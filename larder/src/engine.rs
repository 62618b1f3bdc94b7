use crate::nutrition::{compute_batch_totals, estimate_servings, BatchTotals, MealTargets, MealType};
use crate::render;
use crate::resolver::{restriction_statuses, RestrictionStatus};
use crate::{
    Converter, EngineConfig, LarderError, LarderResult, LineSection, NutritionReport, Recipe,
    RenderState, RenderedRecipe, Restriction, Validator,
};
use std::collections::HashMap;
use tracing::info;

/// The larder recipe engine
///
/// Holds validated recipes by id together with the unit converter and the
/// nutrition configuration. Recipes are read-only once registered; all
/// per-view state lives in the caller's `RenderState`.
pub struct Engine {
    recipes: HashMap<String, Recipe>,
    sources: HashMap<String, String>,
    validator: Validator,
    converter: Converter,
    config: EngineConfig,
}

impl Default for Engine {
    fn default() -> Self {
        Self {
            recipes: HashMap::new(),
            sources: HashMap::new(),
            validator: Validator,
            converter: Converter::standard(),
            config: EngineConfig::default(),
        }
    }
}

impl Engine {
    pub fn new() -> Self {
        Self::default()
    }

    /// Use a custom unit table or ingredient conversions
    pub fn with_converter(mut self, converter: Converter) -> Self {
        self.converter = converter;
        self
    }

    /// Use custom nutrition settings and policy
    pub fn with_config(mut self, config: EngineConfig) -> Self {
        self.config = config;
        self
    }

    pub fn config(&self) -> &EngineConfig {
        &self.config
    }

    pub fn converter(&self) -> &Converter {
        &self.converter
    }

    /// Validate and register a recipe, replacing any with the same id
    pub fn add_recipe(&mut self, recipe: Recipe) -> LarderResult<()> {
        self.validator.validate(&recipe)?;
        info!(
            recipe = recipe.id.as_str(),
            tokens = recipe.token_order.len(),
            "recipe registered"
        );
        self.recipes.insert(recipe.id.clone(), recipe);
        Ok(())
    }

    /// Parse, validate and register a recipe document; returns its id
    pub fn add_recipe_json(&mut self, json: &str, source_id: &str) -> LarderResult<String> {
        let recipe = Recipe::from_json(json, source_id)?;
        let id = recipe.id.clone();
        self.add_recipe(recipe)?;
        self.sources.insert(id.clone(), source_id.to_string());
        Ok(id)
    }

    pub fn remove_recipe(&mut self, id: &str) -> Option<Recipe> {
        self.sources.remove(id);
        self.recipes.remove(id)
    }

    /// Registered recipe ids, sorted
    pub fn list_recipes(&self) -> Vec<String> {
        let mut ids: Vec<String> = self.recipes.keys().cloned().collect();
        ids.sort();
        ids
    }

    pub fn get_recipe(&self, id: &str) -> LarderResult<&Recipe> {
        self.recipes
            .get(id)
            .ok_or_else(|| LarderError::UnknownRecipe(id.to_string()))
    }

    /// Where a recipe was loaded from, when it came from a document
    pub fn source_of(&self, id: &str) -> Option<&str> {
        self.sources.get(id).map(String::as_str)
    }

    /// Fresh state for a new view of a recipe
    pub fn new_session(&self, id: &str) -> LarderResult<RenderState> {
        Ok(RenderState::for_recipe(self.get_recipe(id)?))
    }

    pub fn render_ingredients(
        &self,
        id: &str,
        state: &mut RenderState,
    ) -> LarderResult<Vec<LineSection>> {
        render::render_ingredients(self.get_recipe(id)?, state, &self.converter)
    }

    pub fn render_steps(
        &self,
        id: &str,
        state: &mut RenderState,
    ) -> LarderResult<Vec<LineSection>> {
        render::render_steps(self.get_recipe(id)?, state)
    }

    /// Ingredients and steps in one pass
    pub fn render(&self, id: &str, state: &mut RenderState) -> LarderResult<RenderedRecipe> {
        let recipe = self.get_recipe(id)?;
        let ingredients = render::render_ingredients(recipe, state, &self.converter)?;
        let steps = render::render_steps(recipe, state)?;
        Ok(RenderedRecipe {
            id: recipe.id.clone(),
            title: recipe.title.clone(),
            effective_multiplier: state.effective_multiplier(),
            ingredients,
            steps,
        })
    }

    pub fn restriction_statuses(
        &self,
        id: &str,
    ) -> LarderResult<Vec<(Restriction, RestrictionStatus)>> {
        Ok(restriction_statuses(self.get_recipe(id)?))
    }

    pub fn batch_totals(&self, id: &str, state: &mut RenderState) -> LarderResult<BatchTotals> {
        compute_batch_totals(self.get_recipe(id)?, state, &self.converter)
    }

    /// Batch totals plus a serving suggestion for `meal`
    ///
    /// Targets are always reported; the estimate only when the batch is complete.
    pub fn nutrition_report(
        &self,
        id: &str,
        state: &mut RenderState,
        meal: MealType,
    ) -> LarderResult<NutritionReport> {
        let batch = self.batch_totals(id, state)?;
        let EngineConfig { settings, policy } = &self.config;
        let estimate = estimate_servings(&batch, settings, meal, policy);
        let debug_targets = match &estimate {
            Some(estimate) => estimate.targets.clone(),
            None => MealTargets::compute(settings, policy, meal),
        };
        Ok(NutritionReport {
            servings_estimate: estimate.as_ref().map(|e| e.servings),
            per_serving_totals: estimate.map(|e| e.per_serving),
            batch_totals: batch,
            debug_targets: Some(debug_targets),
        })
    }
}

• **ABOUT THIS EXERCISE**:
Count the lines of the data that hold the string "custom", and give that number as the entire reply.

• **SOLUTION BELOW**:
2